Grants We Funded

Abstract
Brachial plexus palsies, whether obstetrical or traumatic, are devastating injuries with significant impairment of the affected limb, resulting in functional paralysis, sensory deficits, as well as deep psychological scars. Because of the prolonged delay in nerve regeneration, chronic muscle atrophy and fibrosis continues to be a severe, irreversible impediment to recovery. Current microsurgical techniques have reached their limit in terms of improving the results of brachial plexus reconstruction, we hypothesize that stem cell transplantation may be able to further enhance outcomes by better supporting the biological integrity of the injured muscle and nerve. The requirements for optimal functional recovery after a brachial plexus injury are that (1) the regenerating axons make functional connections with their original muscle cells and (2) the number and size of the motor units in those muscles are restored.

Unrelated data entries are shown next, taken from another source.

#[cfg(test)]
mod tests {
    use std::sync::atomic::{AtomicUsize, Ordering};
    use std::time::Duration;

    use async_trait::async_trait;
    use tokio::sync::Notify;
    use tokio_test::{assert_err, assert_ok};

    use super::*;
    use crate::api::ChatApi;
    use crate::api::types::{AskResponse, MessageRecord, ThreadRecord};
    use crate::chat::ConversationThread;
    use crate::workflow::WorkflowRole;

    #[derive(Default)]
    struct FakeDocuments {
        stored: Vec<Document>,
        reject_with: Option<ApiError>,
        gate: Option<Arc<Notify>>,
        calls: AtomicUsize,
        uploaded: Mutex<Vec<(String, String, usize)>>,
    }

    #[async_trait]
    impl DocumentApi for FakeDocuments {
        async fn list_documents(&self, _owner: &DocumentOwner) -> Result<Vec<Document>, ApiError> {
            self.calls.fetch_add(1, Ordering::SeqCst);
            Ok(self.stored.clone())
        }

        async fn upload_document(
            &self,
            _owner: &DocumentOwner,
            payload: UploadPayload,
        ) -> Result<Document, ApiError> {
            self.calls.fetch_add(1, Ordering::SeqCst);
            let total = payload.bytes.len() as u64;
            if let Some(callback) = &payload.on_progress {
                callback(total / 2, total);
                callback(total, total);
            }
            if let Some(gate) = &self.gate {
                gate.notified().await;
            }
            if let Some(err) = &self.reject_with {
                return Err(err.clone());
            }
            self.uploaded.lock().expect("lock").push((
                payload.file_name.clone(),
                payload.mime.clone(),
                payload.bytes.len(),
            ));
            Ok(Document {
                id: "d9".to_string(),
                file_name: payload.file_name,
                file_type: payload.mime,
                file_size: total,
                uploaded_at: None,
            })
        }

        async fn download_document(
            &self,
            _owner: &DocumentOwner,
            _document_id: &str,
        ) -> Result<Bytes, ApiError> {
            self.calls.fetch_add(1, Ordering::SeqCst);
            Ok(Bytes::from_static(b"%PDF-1.7"))
        }
    }

    struct IdleChat;

    #[async_trait]
    impl ChatApi for IdleChat {
        async fn list_threads(&self, _owner: &ThreadOwner) -> Result<Vec<ThreadRecord>, ApiError> {
            Ok(Vec::new())
        }

        async fn create_thread(
            &self,
            _owner: &ThreadOwner,
            _title: &str,
        ) -> Result<ThreadRecord, ApiError> {
            Err(ApiError::InvalidRequest("unused".to_string()))
        }

        async fn list_messages(&self, _thread_id: &str) -> Result<Vec<MessageRecord>, ApiError> {
            Ok(Vec::new())
        }

        async fn ask(&self, _thread_id: &str, _question: &str) -> Result<AskResponse, ApiError> {
            Err(ApiError::InvalidRequest("unused".to_string()))
        }

        async fn edit_message(
            &self,
            _thread_id: &str,
            _message_id: &str,
            _content: &str,
        ) -> Result<MessageRecord, ApiError> {
            Err(ApiError::InvalidRequest("unused".to_string()))
        }

        async fn delete_message(&self, _thread_id: &str, _message_id: &str) -> Result<(), ApiError> {
            Err(ApiError::InvalidRequest("unused".to_string()))
        }
    }

    fn chat() -> ChatSession {
        ChatSession::new(
            Arc::new(IdleChat),
            ConversationThread {
                id: "t1".to_string(),
                owner: ThreadOwner::Project("42".to_string()),
                title: "Dossier #42".to_string(),
                last_suggested_questions: Vec::new(),
            },
            Vec::new(),
            WorkflowRole::Client,
            5,
        )
    }

    fn existing(id: &str, name: &str) -> Document {
        Document {
            id: id.to_string(),
            file_name: name.to_string(),
            file_type: "application/pdf".to_string(),
            file_size: 10,
            uploaded_at: None,
        }
    }

    fn panel(api: FakeDocuments, config: UploadConfig) -> (DocumentPanel, Arc<FakeDocuments>) {
        let api = Arc::new(api);
        let panel = DocumentPanel::new(
            api.clone(),
            DocumentOwner::Project("42".to_string()),
            config,
        );
        (panel, api)
    }

    #[tokio::test]
    async fn upload_without_file_touches_nothing() {
        let (panel, api) = panel(FakeDocuments::default(), UploadConfig::default());
        let err = assert_err!(panel.upload(None, None).await);
        assert!(matches!(err, UploadError::NoFileSelected));
        assert_eq!(api.calls.load(Ordering::SeqCst), 0);
        assert_eq!(panel.progress(), UploadProgress::default());
    }

    #[tokio::test]
    async fn successful_upload_prepends_and_announces() {
        let dir = tempfile::tempdir().expect("tempdir");
        let path = dir.path().join("bail.pdf");
        std::fs::write(&path, vec![7u8; 1000]).expect("write");

        let (panel, api) = panel(
            FakeDocuments {
                stored: vec![existing("d1", "ancien.pdf")],
                ..FakeDocuments::default()
            },
            UploadConfig::default(),
        );
        assert_ok!(panel.refresh().await);
        let chat = chat();

        let document = assert_ok!(panel.upload(Some(&path), Some(&chat)).await);
        assert_eq!(document.file_name, "bail.pdf");
        assert_eq!(
            *api.uploaded.lock().expect("lock"),
            vec![("bail.pdf".to_string(), "application/pdf".to_string(), 1000)]
        );

        let ids: Vec<String> = panel.documents().into_iter().map(|d| d.id).collect();
        assert_eq!(ids, vec!["d9".to_string(), "d1".to_string()]);
        assert_eq!(
            panel.progress(),
            UploadProgress {
                percent: 100,
                indicative: false
            }
        );

        let notice = chat.messages().pop().expect("system message");
        assert!(notice.is_system);
        assert!(notice.content.contains("bail.pdf"));
    }

    #[tokio::test]
    async fn pdf_failures_get_friendly_message() {
        let dir = tempfile::tempdir().expect("tempdir");
        let path = dir.path().join("scan.pdf");
        std::fs::write(&path, b"not really a pdf").expect("write");

        let (panel, _api) = panel(
            FakeDocuments {
                reject_with: Some(ApiError::Status {
                    status: 422,
                    message: "Invalid PDF structure".to_string(),
                }),
                ..FakeDocuments::default()
            },
            UploadConfig::default(),
        );
        let chat = chat();

        let err = assert_err!(panel.upload(Some(&path), Some(&chat)).await);
        assert!(matches!(err, UploadError::CorruptPdf(_)));
        assert!(err.user_message().contains("corrompu"));
        assert!(panel.documents().is_empty());
        assert!(chat.messages().is_empty());
        assert_eq!(panel.progress().percent, 0);
    }

    #[test]
    fn other_failures_keep_backend_message() {
        let err = classify_upload_error(ApiError::Status {
            status: 413,
            message: "Fichier trop volumineux".to_string(),
        });
        assert_eq!(err.user_message(), "Fichier trop volumineux");
    }

    #[tokio::test]
    async fn simulated_ramp_is_indicative_and_capped() {
        let dir = tempfile::tempdir().expect("tempdir");
        let path = dir.path().join("contrat.docx");
        std::fs::write(&path, b"contenu").expect("write");

        let gate = Arc::new(Notify::new());
        let (panel, _api) = panel(
            FakeDocuments {
                gate: Some(gate.clone()),
                ..FakeDocuments::default()
            },
            UploadConfig {
                progress: ProgressMode::Simulated,
                tick: Duration::from_millis(5),
                step_percent: 40,
            },
        );
        let panel = Arc::new(panel);
        let mut progress = panel.subscribe_progress();

        let uploader = Arc::clone(&panel);
        let upload = tokio::spawn(async move { uploader.upload(Some(&path), None).await });

        let ramped = *tokio::time::timeout(
            Duration::from_secs(5),
            progress.wait_for(|p| p.percent == PROGRESS_CEILING),
        )
        .await
        .expect("ramp reaches the ceiling")
        .expect("sender alive");
        assert!(ramped.indicative);

        gate.notify_one();
        assert_ok!(upload.await.expect("join"));
        assert_eq!(
            panel.progress(),
            UploadProgress {
                percent: 100,
                indicative: false
            }
        );
    }

    #[test]
    fn measured_percent_holds_below_ceiling() {
        assert_eq!(measured_percent(0, 1000), 0);
        assert_eq!(measured_percent(500, 1000), 47);
        assert_eq!(measured_percent(1000, 1000), PROGRESS_CEILING);
        assert_eq!(measured_percent(5000, 1000), PROGRESS_CEILING);
        assert_eq!(measured_percent(0, 0), PROGRESS_CEILING);
    }

    #[tokio::test]
    async fn download_writes_sanitized_name() {
        let dir = tempfile::tempdir().expect("tempdir");
        let (panel, _api) = panel(
            FakeDocuments {
                stored: vec![existing("d1", "../../etc/conclusions.pdf")],
                ..FakeDocuments::default()
            },
            UploadConfig::default(),
        );
        assert_ok!(panel.refresh().await);

        let saved = assert_ok!(panel.download("d1", dir.path()).await);
        assert_eq!(saved, dir.path().join("conclusions.pdf"));
        assert_eq!(std::fs::read(&saved).expect("read"), b"%PDF-1.7");

        let unknown = assert_ok!(panel.download("d2", dir.path()).await);
        assert_eq!(unknown, dir.path().join("document-d2"));
    }

    #[test]
    fn document_accepts_backend_aliases() {
        let doc: Document = serde_json::from_str(
            r#"{"_id": 5, "originalName": "pv.pdf", "mimeType": "application/pdf",
                "size": 2048, "createdAt": "2026-02-01T08:00:00Z"}"#,
        )
        .expect("document");
        assert_eq!(doc.id, "5");
        assert_eq!(doc.file_name, "pv.pdf");
        assert_eq!(doc.file_size, 2048);
        assert!(doc.uploaded_at.is_some());
    }

    #[test]
    fn document_with_duplicate_spellings_prefers_canonical_keys() {
        let doc: Document = serde_json::from_str(
            r#"{"_id": "abc", "id": "abc", "fileName": "bail-2026.pdf",
                "originalName": "Bail signé.pdf", "fileType": "application/pdf",
                "mimeType": "application/octet-stream", "fileSize": 10, "size": 12,
                "uploadedAt": "2026-02-01T08:00:00Z", "createdAt": "2026-01-01T08:00:00Z"}"#,
        )
        .expect("document with every spelling");
        assert_eq!(doc.id, "abc");
        assert_eq!(doc.file_name, "bail-2026.pdf");
        assert_eq!(doc.file_type, "application/pdf");
        assert_eq!(doc.file_size, 10);
        assert_eq!(
            doc.uploaded_at.map(|t| t.to_rfc3339()).as_deref(),
            Some("2026-02-01T08:00:00+00:00")
        );

        assert!(serde_json::from_str::<Document>(r#"{"id": "x"}"#).is_err());
    }
}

To prevent prolonged denervation atrophy and eventual fibrosis, we have previously transplanted embryonic stem (ES) cell derived motor neurons (MNs) into denervated muscles (Craff, et. at., PRS in press). These MNs can provide trophic support to the muscle by forming neo-neuromuscular junctions and upregulating specific growth factors, preserving motor unit integrity for a period of one week. In the current study, we propose to (1) examine the effect of this transplant on the functional outcome after nerve repair and (2) characterize the interaction on a molecular level. To better understand the interaction of the stem cell derived MNs and muscle cells, an in vitro co-culture model of stem cell derived MNs and myotubes will be used to perform a microarray analysis. If this interaction can be better understood, perhaps a method of preserving motor unit health in the denervated state could be achieved, ultimately improving outcomes in brachial plexus reconstruction.